Stored items
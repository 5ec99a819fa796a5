//! Incompletely specified functions.
//!
//! An [`Isf`] is a pair of disjoint truth tables, the *on-set* (points where the function must be 1)
//! and the *off-set* (points where it must be 0), together with a bitmask of the variables the
//! function is allowed to depend on. Points outside `on ∪ off` are don't-cares.

use std::fmt::{Display, Formatter};

use crate::truth;

/// Scratch buffers reused by [`Isf::minimize_support`].
///
/// Contents are only meaningful during a single call; every ISF operation may overwrite them.
#[derive(Debug, Clone)]
pub struct Scratch {
    on: Vec<u64>,
    off: Vec<u64>,
}

impl Scratch {
    pub fn new(n_vars: usize) -> Self {
        Self {
            on: truth::zeros(n_vars),
            off: truth::zeros(n_vars),
        }
    }
}

#[derive(Debug, Clone, Eq, PartialEq)]
pub struct Isf {
    pub on: Vec<u64>,
    pub off: Vec<u64>,
    pub support: u32,
}

impl Isf {
    /// Creates an ISF, asserting that `on` and `off` are disjoint.
    pub fn new(on: Vec<u64>, off: Vec<u64>, support: u32, n_vars: usize) -> Self {
        let isf = Self { on, off, support };
        isf.check(n_vars);
        isf
    }

    /// Builds the ISF of `func` under the `care` mask: `on = func ∧ care`, `off = ¬func ∧ care`.
    ///
    /// The initial support covers all `n_vars` variables.
    pub fn from_care(func: &[u64], care: &[u64], n_vars: usize) -> Self {
        let mut on = truth::zeros(n_vars);
        let mut off = truth::zeros(n_vars);
        truth::and(&mut on, func, care, n_vars);
        truth::sharp(&mut off, care, func, n_vars);
        Self {
            on,
            off,
            support: full_mask(n_vars),
        }
    }

    /// Builds the completely specified ISF of `f`, whose only admissible realization is `f` itself.
    pub fn exact(f: &[u64], n_vars: usize) -> Self {
        let mut off = truth::zeros(n_vars);
        truth::not(&mut off, f, n_vars);
        Self {
            on: f[..truth::word_num(n_vars)].to_vec(),
            off,
            support: truth::support(f, n_vars),
        }
    }

    /// Asserts the ISF invariant `on ∩ off = ∅`.
    pub fn check(&self, n_vars: usize) {
        assert!(
            truth::is_disjoint(&self.on, &self.off, n_vars),
            "ISF on-set and off-set overlap"
        );
    }

    /// Swaps the on-set and the off-set.
    pub fn not(&mut self) {
        std::mem::swap(&mut self.on, &mut self.off);
    }

    /// Number of variables currently in the support.
    pub fn support_size(&self) -> u32 {
        self.support.count_ones()
    }

    /// Iterates over the variables of the support in ascending order.
    pub fn support_vars(&self) -> impl Iterator<Item = usize> + '_ {
        (0..32).filter(move |&v| self.support & (1 << v) != 0)
    }

    /// Returns `true` if the constant 0 is admissible (the on-set is empty).
    pub fn is_trivial_zero(&self, n_vars: usize) -> bool {
        truth::is_const0(&self.on, n_vars)
    }

    /// Returns `true` if the constant 1 is admissible (the off-set is empty).
    pub fn is_trivial_one(&self, n_vars: usize) -> bool {
        truth::is_const0(&self.off, n_vars)
    }

    /// Returns `true` if `f` realizes the ISF: `on ⇒ f` and `f ∧ off = ∅`.
    pub fn is_admissible(&self, f: &[u64], n_vars: usize) -> bool {
        truth::is_imply(&self.on, f, n_vars) && truth::is_disjoint(f, &self.off, n_vars)
    }

    /// Returns `true` if `¬f` realizes the ISF.
    pub fn is_admissible_not(&self, f: &[u64], n_vars: usize) -> bool {
        truth::is_disjoint(&self.on, f, n_vars) && truth::is_imply(&self.off, f, n_vars)
    }

    /// Removes every variable the ISF can be made independent of.
    ///
    /// A variable is removable iff quantifying it out of both sets keeps them disjoint. Each
    /// removal is committed before the next variable is tested.
    pub fn minimize_support(&mut self, n_vars: usize, scratch: &mut Scratch) {
        for v in 0..n_vars {
            if self.support & (1 << v) == 0 {
                continue;
            }
            truth::exist(&mut scratch.on, &self.on, n_vars, v);
            truth::exist(&mut scratch.off, &self.off, n_vars, v);
            if truth::is_disjoint(&scratch.on, &scratch.off, n_vars) {
                std::mem::swap(&mut self.on, &mut scratch.on);
                std::mem::swap(&mut self.off, &mut scratch.off);
                self.support &= !(1 << v);
            }
        }
    }

    /// Returns the ISF of the cofactor w.r.t. `var` set to `phase`.
    pub fn cofactor(&self, var: usize, phase: bool, n_vars: usize) -> Isf {
        let mut on = truth::zeros(n_vars);
        let mut off = truth::zeros(n_vars);
        if phase {
            truth::cofactor1(&mut on, &self.on, n_vars, var);
            truth::cofactor1(&mut off, &self.off, n_vars, var);
        } else {
            truth::cofactor0(&mut on, &self.on, n_vars, var);
            truth::cofactor0(&mut off, &self.off, n_vars, var);
        }
        Isf {
            on,
            off,
            support: self.support & !(1 << var),
        }
    }

    /// Number of care points among the `2^n_vars` points.
    pub fn care_count(&self, n_vars: usize) -> usize {
        truth::count_ones(&self.on, n_vars) + truth::count_ones(&self.off, n_vars)
    }
}

impl Display for Isf {
    fn fmt(&self, f: &mut Formatter<'_>) -> std::fmt::Result {
        write!(f, "Isf(support = {:#b}, on = [", self.support)?;
        for (i, w) in self.on.iter().enumerate().rev() {
            if i + 1 < self.on.len() {
                write!(f, "_")?;
            }
            write!(f, "{:016x}", w)?;
        }
        write!(f, "], off = [")?;
        for (i, w) in self.off.iter().enumerate().rev() {
            if i + 1 < self.off.len() {
                write!(f, "_")?;
            }
            write!(f, "{:016x}", w)?;
        }
        write!(f, "])")
    }
}

/// Bitmask of the first `n_vars` variables.
pub const fn full_mask(n_vars: usize) -> u32 {
    if n_vars >= 32 {
        u32::MAX
    } else {
        (1 << n_vars) - 1
    }
}

#[cfg(test)]
mod tests {
    use super::*;

    const N: usize = 4;

    fn and2(a: &[u64], b: &[u64]) -> Vec<u64> {
        let mut t = truth::zeros(N);
        truth::and(&mut t, a, b, N);
        t
    }

    #[test]
    fn test_from_care() {
        let f = truth::var(N, 0);
        let care = truth::var(N, 1);
        let isf = Isf::from_care(&f, &care, N);
        assert_eq!(isf.on, and2(&f, &care));
        assert!(truth::is_disjoint(&isf.on, &isf.off, N));
        assert_eq!(isf.support, 0b1111);
        assert_eq!(isf.care_count(N), 8);
    }

    #[test]
    fn test_not_is_involution() {
        let f = truth::var(N, 2);
        let isf = Isf::from_care(&f, &truth::ones(N), N);
        let mut neg = isf.clone();
        neg.not();
        assert_eq!(neg.on, isf.off);
        neg.not();
        assert_eq!(neg, isf);
    }

    #[test]
    fn test_minimize_support_drops_dont_care_variable() {
        // f = v0, cared only where v1 = 1
        let f = truth::var(N, 0);
        let care = truth::var(N, 1);
        let mut isf = Isf::from_care(&f, &care, N);
        let mut scratch = Scratch::new(N);
        isf.minimize_support(N, &mut scratch);
        assert_eq!(isf.support, 0b0001);
        assert!(isf.is_admissible(&f, N));

        let before = isf.clone();
        isf.minimize_support(N, &mut scratch);
        assert_eq!(isf, before);
    }

    #[test]
    fn test_minimize_support_keeps_essential_variables() {
        let f = and2(&truth::var(N, 1), &truth::var(N, 3));
        let mut isf = Isf::from_care(&f, &truth::ones(N), N);
        let mut scratch = Scratch::new(N);
        isf.minimize_support(N, &mut scratch);
        assert_eq!(isf.support, 0b1010);
        assert_eq!(isf.support_vars().collect::<Vec<_>>(), vec![1, 3]);
    }

    #[test]
    fn test_minimize_support_empty_care() {
        let f = truth::var(N, 0);
        let mut isf = Isf::from_care(&f, &truth::zeros(N), N);
        let mut scratch = Scratch::new(N);
        isf.minimize_support(N, &mut scratch);
        assert_eq!(isf.support, 0);
        assert!(isf.is_trivial_zero(N));
        assert!(isf.is_trivial_one(N));
    }

    #[test]
    fn test_admissible() {
        let x = truth::var(N, 0);
        let y = truth::var(N, 1);
        let f = and2(&x, &y);
        let isf = Isf::from_care(&f, &truth::var(N, 0), N);
        // Cared only where x = 1, so y itself is admissible there
        assert!(isf.is_admissible(&y, N));
        assert!(isf.is_admissible(&f, N));
        assert!(!isf.is_admissible(&x, N));
        assert!(!isf.is_admissible_not(&y, N));

        let mut neg = isf.clone();
        neg.not();
        assert!(neg.is_admissible_not(&y, N));
    }

    #[test]
    fn test_cofactor() {
        let x = truth::var(N, 0);
        let y = truth::var(N, 1);
        let f = and2(&x, &y);
        let isf = Isf::from_care(&f, &truth::ones(N), N);

        let c1 = isf.cofactor(0, true, N);
        assert_eq!(c1.support, 0b1110);
        assert!(c1.is_admissible(&y, N));

        let c0 = isf.cofactor(0, false, N);
        assert!(c0.is_trivial_zero(N));
    }

    #[test]
    #[should_panic(expected = "ISF on-set and off-set overlap")]
    fn test_overlap_panics() {
        let x = truth::var(N, 0);
        Isf::new(x.clone(), x, 0b1, N);
    }
}
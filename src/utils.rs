/// Union-find over elements carrying a parity relative to their representative.
///
/// Each union records the constraint `value(a) ⊕ value(b) = diff`. A system of such constraints
/// is satisfiable iff no union closes an odd cycle.
#[derive(Debug, Clone)]
pub struct ParityUnionFind {
    parent: Vec<u32>,
    /// Parity of each element relative to its parent.
    parity: Vec<bool>,
    size: Vec<u32>,
}

impl ParityUnionFind {
    pub fn new(len: usize) -> Self {
        Self {
            parent: (0..len as u32).collect(),
            parity: vec![false; len],
            size: vec![1; len],
        }
    }

    pub fn len(&self) -> usize {
        self.parent.len()
    }

    pub fn is_empty(&self) -> bool {
        self.parent.is_empty()
    }

    /// Returns the representative of `x` and the parity of `x` relative to it.
    pub fn find(&mut self, x: usize) -> (usize, bool) {
        let mut root = x;
        let mut parity = false;
        while self.parent[root] as usize != root {
            parity ^= self.parity[root];
            root = self.parent[root] as usize;
        }

        // Path compression
        let mut cur = x;
        let mut cur_parity = parity;
        while self.parent[cur] as usize != cur {
            let next = self.parent[cur] as usize;
            let next_parity = cur_parity ^ self.parity[cur];
            self.parent[cur] = root as u32;
            self.parity[cur] = cur_parity;
            cur = next;
            cur_parity = next_parity;
        }

        (root, parity)
    }

    /// Adds the constraint `value(a) ⊕ value(b) = diff`.
    ///
    /// Returns `false` if the constraint contradicts the ones added before.
    pub fn union(&mut self, a: usize, b: usize, diff: bool) -> bool {
        let (ra, pa) = self.find(a);
        let (rb, pb) = self.find(b);
        if ra == rb {
            return pa ^ pb == diff;
        }
        let (child, parent) = if self.size[ra] < self.size[rb] {
            (ra, rb)
        } else {
            (rb, ra)
        };
        self.parent[child] = parent as u32;
        self.parity[child] = pa ^ pb ^ diff;
        self.size[parent] += self.size[child];
        true
    }

    /// Value of `x` in the solution where every representative is `false`.
    pub fn value(&mut self, x: usize) -> bool {
        self.find(x).1
    }
}

#[cfg(test)]
mod tests {
    use super::*;

    #[test]
    fn test_consistent_constraints() {
        let mut uf = ParityUnionFind::new(4);
        assert!(uf.union(0, 1, true));
        assert!(uf.union(1, 2, true));
        assert!(uf.union(2, 3, false));
        assert!(uf.union(0, 2, false));

        assert_ne!(uf.value(0), uf.value(1));
        assert_eq!(uf.value(0), uf.value(2));
        assert_eq!(uf.value(2), uf.value(3));
    }

    #[test]
    fn test_odd_cycle() {
        let mut uf = ParityUnionFind::new(3);
        assert!(uf.union(0, 1, true));
        assert!(uf.union(1, 2, true));
        assert!(!uf.union(0, 2, true));
    }

    #[test]
    fn test_long_chain_compression() {
        let n = 100;
        let mut uf = ParityUnionFind::new(n);
        for i in 1..n {
            assert!(uf.union(i - 1, i, true));
        }
        for i in 0..n {
            assert_eq!(uf.value(i) ^ uf.value(0), i % 2 == 1);
        }
        assert_eq!(uf.find(n - 1).0, uf.find(0).0);
    }
}
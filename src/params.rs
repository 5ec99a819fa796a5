use crate::gate::GateType;

/// Upper bound on [`Params::max_support`]; the table has `2^max_support` buckets.
pub const MAX_SUPPORT_LIMIT: usize = 16;

/// Parameters of a decomposition [`Manager`][crate::manager::Manager].
#[derive(Debug, Clone)]
pub struct Params {
    /// Maximum number of variables of any decomposed function.
    pub max_support: usize,
    /// Report a summary of every `decompose` call.
    pub verbose: bool,
    /// Additionally trace every recursion step.
    pub very_verbose: bool,
    /// Operators tried by the split search. The best split wins; ties go to the earlier operator.
    pub operators: Vec<GateType>,
}

impl Default for Params {
    fn default() -> Self {
        Self {
            max_support: 8,
            verbose: false,
            very_verbose: false,
            operators: GateType::ALL.to_vec(),
        }
    }
}

impl Params {
    pub fn with_max_support(mut self, max_support: usize) -> Self {
        self.max_support = max_support;
        self
    }

    pub fn with_verbose(mut self, verbose: bool) -> Self {
        self.verbose = verbose;
        self
    }

    pub fn with_very_verbose(mut self, very_verbose: bool) -> Self {
        self.very_verbose = very_verbose;
        self
    }

    pub fn with_operators(mut self, operators: impl IntoIterator<Item = GateType>) -> Self {
        self.operators = operators.into_iter().collect();
        self
    }
}
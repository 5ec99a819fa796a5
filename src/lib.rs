//! # bidec-rs: Bi-decomposition of Boolean functions in Rust
//!
//! **`bidec-rs`** synthesizes small networks of two-input gates (AND, OR, XOR) for
//! **incompletely specified functions** given as truth tables. It is designed to be used as a
//! resynthesis step inside logic optimization tools.
//!
//! ## What is bi-decomposition?
//!
//! A function `f` is bi-decomposable under a gate `op` when it can be written as
//! `f = op(A, B)` where `A` and `B` depend on strictly fewer variables than `f`.
//! Applying such splits recursively, and exploiting the freedom of don't-care points at every
//! step, yields compact multi-level networks.
//!
//! ## Key Features
//!
//! - **Manager-Centric Architecture**: All networks live in the arena of a
//!   [`Manager`][crate::manager::Manager], referenced through lightweight
//!   [`Ref`][crate::reference::Ref] handles carrying a complement bit.
//! - **Structural Reuse**: A support-indexed, complement-aware [`Table`][crate::table::Table]
//!   guarantees that no two stored nodes compute the same function or its complement.
//! - **Budgeted**: Each call creates at most a given number of nodes and fails cleanly otherwise.
//! - **Divisors**: Caller-supplied functions are reused as free leaves.
//!
//! ## Basic Usage
//!
//! ```rust
//! use bidec_rs::manager::Manager;
//! use bidec_rs::params::Params;
//!
//! let mut mgr = Manager::new(Params::default().with_max_support(4));
//!
//! // f = x0 XOR x1 over two variables, x1 = 1 is a don't-care
//! let func = [0b0110];
//! let care = [0b0011];
//! let root = mgr.decompose(&func, &care, 2, &[] as &[Vec<u64>], 10).unwrap();
//!
//! // With x1 = 0 only, f behaves like x0
//! assert_eq!(mgr.node_num(), 0);
//! assert_eq!(root, mgr.var_ref(0));
//! ```
//!
//! ## Core Components
//!
//! - **[`manager`]**: The [`Manager`][crate::manager::Manager] arena and its accessors.
//! - **[`decompose`]**: The recursive decomposition driver.
//! - **[`split`]**: Feasibility checks and component derivation for strong splits.
//! - **[`truth`]** and **[`isf`]**: Truth tables and incompletely specified functions.
//! - **[`dot`]**: Utilities for visualizing networks using Graphviz.

pub mod bitset;
pub mod decompose;
pub mod dot;
pub mod error;
pub mod gate;
pub mod isf;
pub mod manager;
pub mod node;
pub mod params;
pub mod reference;
pub mod split;
pub mod table;
pub mod truth;
pub mod utils;
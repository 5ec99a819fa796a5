//! Small growable bit set.
//!
//! Used to record which divisor leaves a node's cone reaches, and which divisors a
//! [`decompose`][crate::manager::Manager::decompose] call offers.

/// A bit set backed by a vector of u64 words, growing as bits are inserted.
#[derive(Debug, Clone, Default, Eq, PartialEq)]
pub struct BitSet {
    words: Vec<u64>,
}

impl BitSet {
    const BITS_PER_WORD: usize = 64;

    pub const fn new() -> Self {
        Self { words: Vec::new() }
    }

    #[inline]
    fn word_and_bit(index: usize) -> (usize, usize) {
        (index / Self::BITS_PER_WORD, index % Self::BITS_PER_WORD)
    }

    pub fn is_empty(&self) -> bool {
        self.words.iter().all(|&w| w == 0)
    }

    /// Returns the number of set bits.
    pub fn len(&self) -> usize {
        self.words.iter().map(|w| w.count_ones() as usize).sum()
    }

    pub fn contains(&self, index: usize) -> bool {
        let (word, bit) = Self::word_and_bit(index);
        self.words.get(word).map_or(false, |&w| w & (1 << bit) != 0)
    }

    /// Sets the bit at the given index. Returns true if the bit was not previously set.
    pub fn insert(&mut self, index: usize) -> bool {
        let (word, bit) = Self::word_and_bit(index);
        if word >= self.words.len() {
            self.words.resize(word + 1, 0);
        }
        let was_clear = self.words[word] & (1 << bit) == 0;
        self.words[word] |= 1 << bit;
        was_clear
    }

    /// Adds every bit of `other`.
    pub fn union_with(&mut self, other: &BitSet) {
        if other.words.len() > self.words.len() {
            self.words.resize(other.words.len(), 0);
        }
        for (w, &o) in self.words.iter_mut().zip(&other.words) {
            *w |= o;
        }
    }

    /// Returns true if every bit of `self` is also set in `other`.
    pub fn is_subset(&self, other: &BitSet) -> bool {
        self.words.iter().enumerate().all(|(i, &w)| {
            let o = other.words.get(i).copied().unwrap_or(0);
            w & !o == 0
        })
    }

    pub fn clear(&mut self) {
        self.words.clear();
    }

    /// Returns an iterator over all set bit indices, in increasing order.
    pub fn iter(&self) -> impl Iterator<Item = usize> + '_ {
        self.words.iter().enumerate().flat_map(|(i, &w)| {
            (0..Self::BITS_PER_WORD)
                .filter(move |&b| w & (1 << b) != 0)
                .map(move |b| i * Self::BITS_PER_WORD + b)
        })
    }
}

#[cfg(test)]
mod tests {
    use super::*;

    #[test]
    fn test_insert_contains() {
        let mut set = BitSet::new();
        assert!(set.is_empty());
        assert!(set.insert(3));
        assert!(!set.insert(3));
        assert!(set.insert(130));
        assert!(set.contains(3));
        assert!(set.contains(130));
        assert!(!set.contains(64));
        assert!(!set.contains(1000));
        assert_eq!(set.len(), 2);
        assert_eq!(set.iter().collect::<Vec<_>>(), vec![3, 130]);
    }

    #[test]
    fn test_subset_and_union() {
        let mut a = BitSet::new();
        a.insert(1);
        let mut b = BitSet::new();
        b.insert(1);
        b.insert(70);

        assert!(a.is_subset(&b));
        assert!(!b.is_subset(&a));
        assert!(BitSet::new().is_subset(&a));

        a.union_with(&b);
        assert_eq!(a, b);

        a.clear();
        assert!(a.is_empty());
        assert!(a.is_subset(&BitSet::new()));
    }
}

(Work item) Copy, exactly and only, the lines above that begin with the one containing "for v in 0..n_vars" and finish with the one containing "const N: usize = 4;".

(Output for this task)
        for v in 0..n_vars {
            if self.support & (1 << v) == 0 {
                continue;
            }
            truth::exist(&mut scratch.on, &self.on, n_vars, v);
            truth::exist(&mut scratch.off, &self.off, n_vars, v);
            if truth::is_disjoint(&scratch.on, &scratch.off, n_vars) {
                std::mem::swap(&mut self.on, &mut scratch.on);
                std::mem::swap(&mut self.off, &mut scratch.off);
                self.support &= !(1 << v);
            }
        }
    }

    /// Returns the ISF of the cofactor w.r.t. `var` set to `phase`.
    pub fn cofactor(&self, var: usize, phase: bool, n_vars: usize) -> Isf {
        let mut on = truth::zeros(n_vars);
        let mut off = truth::zeros(n_vars);
        if phase {
            truth::cofactor1(&mut on, &self.on, n_vars, var);
            truth::cofactor1(&mut off, &self.off, n_vars, var);
        } else {
            truth::cofactor0(&mut on, &self.on, n_vars, var);
            truth::cofactor0(&mut off, &self.off, n_vars, var);
        }
        Isf {
            on,
            off,
            support: self.support & !(1 << var),
        }
    }

    /// Number of care points among the `2^n_vars` points.
    pub fn care_count(&self, n_vars: usize) -> usize {
        truth::count_ones(&self.on, n_vars) + truth::count_ones(&self.off, n_vars)
    }
}

impl Display for Isf {
    fn fmt(&self, f: &mut Formatter<'_>) -> std::fmt::Result {
        write!(f, "Isf(support = {:#b}, on = [", self.support)?;
        for (i, w) in self.on.iter().enumerate().rev() {
            if i + 1 < self.on.len() {
                write!(f, "_")?;
            }
            write!(f, "{:016x}", w)?;
        }
        write!(f, "], off = [")?;
        for (i, w) in self.off.iter().enumerate().rev() {
            if i + 1 < self.off.len() {
                write!(f, "_")?;
            }
            write!(f, "{:016x}", w)?;
        }
        write!(f, "])")
    }
}

/// Bitmask of the first `n_vars` variables.
pub const fn full_mask(n_vars: usize) -> u32 {
    if n_vars >= 32 {
        u32::MAX
    } else {
        (1 << n_vars) - 1
    }
}

#[cfg(test)]
mod tests {
    use super::*;

    const N: usize = 4;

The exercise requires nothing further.